### EXERCISE DIRECTIONS
Counting only lines that contain the word "configured", state the total for the listing below and nothing else.

[DATA FOR THE TASK Boundary: Start]

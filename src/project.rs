//! Flutter project detection and `l10n.yaml` settings.
//!
//! A directory is a localized Flutter project when its `pubspec.yaml` depends
//! on the Flutter SDK and on `flutter_localizations`. Everything else about
//! the project is resolved from `l10n.yaml` and the ARB directory, with the
//! defaults `flutter gen-l10n` itself uses.

use std::{
    collections::BTreeMap,
    fs,
    path::{Path, PathBuf},
};

use anyhow::{Context, Result};
use serde::Deserialize;

use crate::core::parsers::arb::{infer_locale, strict_locale_suffix};

pub const PUBSPEC_FILE_NAME: &str = "pubspec.yaml";
pub const L10N_FILE_NAME: &str = "l10n.yaml";
pub const DEFAULT_ARB_DIR: &str = "lib/l10n";
pub const DEFAULT_TEMPLATE_FILE: &str = "app_en.arb";
pub const DEFAULT_CLASS_NAME: &str = "AppLocalizations";

/// True when the YAML holds nothing but blank lines and comments.
fn is_blank_yaml(content: &str) -> bool {
    content.lines().all(|line| {
        let line = line.trim();
        line.is_empty() || line.starts_with('#')
    })
}

/// Settings read from `l10n.yaml`. Unknown keys are ignored.
#[derive(Debug, Clone, Default, PartialEq, Eq, Deserialize)]
#[serde(rename_all = "kebab-case", default)]
pub struct L10nConfig {
    pub arb_dir: Option<String>,
    pub template_arb_file: Option<String>,
    pub output_localization_file: Option<String>,
    pub output_class: Option<String>,
    pub synthetic_package: Option<bool>,
    pub preferred_supported_locales: Option<Vec<String>>,
}

impl L10nConfig {
    /// An empty or comment-only file yields the defaults.
    pub fn parse(content: &str) -> Result<Self> {
        if is_blank_yaml(content) {
            return Ok(Self::default());
        }
        let config: Option<Self> = serde_yaml::from_str(content)?;
        Ok(config.unwrap_or_default())
    }

    /// Loads `l10n.yaml` from `root`. A missing file is `Ok(None)`.
    pub fn load(root: &Path) -> Result<Option<Self>> {
        let path = root.join(L10N_FILE_NAME);
        if !path.exists() {
            return Ok(None);
        }
        let content = fs::read_to_string(&path)
            .with_context(|| format!("Failed to read l10n config: {:?}", path))?;
        let config = Self::parse(&content)
            .with_context(|| format!("Failed to parse l10n config: {:?}", path))?;
        Ok(Some(config))
    }
}

/// Everything the engine needs to know about a localized project.
#[derive(Debug, Clone, PartialEq, Eq)]
pub struct ProjectConfig {
    pub root: PathBuf,
    pub arb_directory: PathBuf,
    pub template_arb_file: String,
    pub default_locale: String,
    /// Locales of the ARB files found, in file-name order.
    pub supported_locales: Vec<String>,
    pub generated_dir: PathBuf,
    pub class_prefix: String,
    pub synthetic_package: bool,
    /// `flutter: generate: true` in the pubspec.
    pub generate: bool,
}

impl ProjectConfig {
    /// Resolves the project layout from optional `l10n.yaml` settings.
    pub fn resolve(root: &Path, l10n: Option<&L10nConfig>, generate: bool) -> Self {
        let arb_directory = root.join(
            l10n.and_then(|c| c.arb_dir.as_deref())
                .unwrap_or(DEFAULT_ARB_DIR),
        );
        let arb_files = list_arb_files(&arb_directory);

        let configured = l10n
            .and_then(|c| c.template_arb_file.clone())
            .unwrap_or_else(|| DEFAULT_TEMPLATE_FILE.to_string());
        let template_arb_file = if arb_files.is_empty() || arb_files.contains(&configured) {
            configured
        } else {
            arb_files[0].clone()
        };

        let default_locale = Path::new(&template_arb_file)
            .file_stem()
            .and_then(|s| s.to_str())
            .and_then(strict_locale_suffix)
            .unwrap_or("en")
            .to_string();

        let generated_dir = match l10n.and_then(|c| c.output_localization_file.as_deref()) {
            Some(file) => root
                .join(file)
                .parent()
                .map(Path::to_path_buf)
                .unwrap_or_else(|| root.to_path_buf()),
            None => root.join(".dart_tool").join("flutter_gen").join("gen_l10n"),
        };

        Self {
            root: root.to_path_buf(),
            supported_locales: arb_files.iter().map(infer_locale).collect(),
            arb_directory,
            template_arb_file,
            default_locale,
            generated_dir,
            class_prefix: l10n
                .and_then(|c| c.output_class.clone())
                .unwrap_or_else(|| DEFAULT_CLASS_NAME.to_string()),
            synthetic_package: l10n.and_then(|c| c.synthetic_package).unwrap_or(true),
            generate,
        }
    }

    pub fn template_path(&self) -> PathBuf {
        self.arb_directory.join(&self.template_arb_file)
    }

    /// Problems that would stop the catalogs from loading.
    pub fn validate(&self) -> Vec<String> {
        let mut issues = Vec::new();
        if !self.arb_directory.is_dir() {
            issues.push(format!(
                "ARB directory does not exist: {}",
                self.arb_directory.display()
            ));
        }
        if !self.template_path().is_file() {
            issues.push(format!(
                "Template ARB file does not exist: {}",
                self.template_arb_file
            ));
        }
        if self.supported_locales.is_empty() {
            issues.push("No supported locales found".to_string());
        }
        issues
    }
}

fn list_arb_files(dir: &Path) -> Vec<String> {
    let Ok(read_dir) = fs::read_dir(dir) else {
        tracing::debug!(dir = %dir.display(), "ARB directory not found");
        return Vec::new();
    };
    let mut names: Vec<String> = read_dir
        .filter_map(|entry| entry.ok())
        .filter_map(|entry| entry.file_name().into_string().ok())
        .filter(|name| name.ends_with(".arb"))
        .collect();
    names.sort();
    names
}

/// The parts of `pubspec.yaml` project detection looks at.
#[derive(Debug, Default, Deserialize)]
#[serde(default)]
pub struct Pubspec {
    pub dependencies: Option<BTreeMap<String, serde_yaml::Value>>,
    pub flutter: Option<FlutterSection>,
}

#[derive(Debug, Default, Deserialize)]
#[serde(default)]
pub struct FlutterSection {
    pub generate: Option<bool>,
}

impl Pubspec {
    pub fn parse(content: &str) -> Result<Self> {
        if is_blank_yaml(content) {
            return Ok(Self::default());
        }
        let pubspec: Option<Self> = serde_yaml::from_str(content)?;
        Ok(pubspec.unwrap_or_default())
    }

    fn depends_on(&self, package: &str) -> bool {
        self.dependencies
            .as_ref()
            .is_some_and(|deps| deps.contains_key(package))
    }

    /// Depends on both the Flutter SDK and `flutter_localizations`.
    pub fn is_localized(&self) -> bool {
        self.depends_on("flutter") && self.depends_on("flutter_localizations")
    }

    /// `flutter: generate: true`.
    pub fn generate(&self) -> bool {
        self.flutter
            .as_ref()
            .and_then(|f| f.generate)
            .unwrap_or(false)
    }
}

/// True when the pubspec declares the Flutter SDK and `flutter_localizations`.
///
/// A pubspec that is not valid YAML is not a localized project.
pub fn is_localized_flutter_project(pubspec: &str) -> bool {
    Pubspec::parse(pubspec).is_ok_and(|p| p.is_localized())
}

/// Detects a localized Flutter project rooted exactly at `root`.
///
/// Returns `Ok(None)` for anything that is not one.
pub fn detect_project(root: &Path) -> Result<Option<ProjectConfig>> {
    let pubspec_path = root.join(PUBSPEC_FILE_NAME);
    let Ok(content) = fs::read_to_string(&pubspec_path) else {
        return Ok(None);
    };
    let pubspec = match Pubspec::parse(&content) {
        Ok(pubspec) => pubspec,
        Err(err) => {
            tracing::warn!(path = %pubspec_path.display(), error = %err, "unreadable pubspec");
            return Ok(None);
        }
    };
    if !pubspec.is_localized() {
        tracing::debug!(root = %root.display(), "pubspec does not use flutter_localizations");
        return Ok(None);
    }

    let l10n = L10nConfig::load(root)?;
    let project = ProjectConfig::resolve(root, l10n.as_ref(), pubspec.generate());
    tracing::info!(
        root = %root.display(),
        arb_dir = %project.arb_directory.display(),
        template = %project.template_arb_file,
        locales = project.supported_locales.len(),
        "detected Flutter project"
    );
    Ok(Some(project))
}

/// Walks up from `start_dir` to the nearest directory holding a pubspec.
///
/// Stops at a `.git` boundary like the config lookup does.
pub fn find_project_root(start_dir: &Path) -> Option<PathBuf> {
    let mut current = start_dir.to_path_buf();
    loop {
        if current.join(PUBSPEC_FILE_NAME).exists() {
            return Some(current);
        }
        if current.join(".git").exists() {
            return None;
        }
        if !current.pop() {
            return None;
        }
    }
}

[DATA FOR THE TASK Boundary: End]

### RESULT OF THIS EXERCISE
3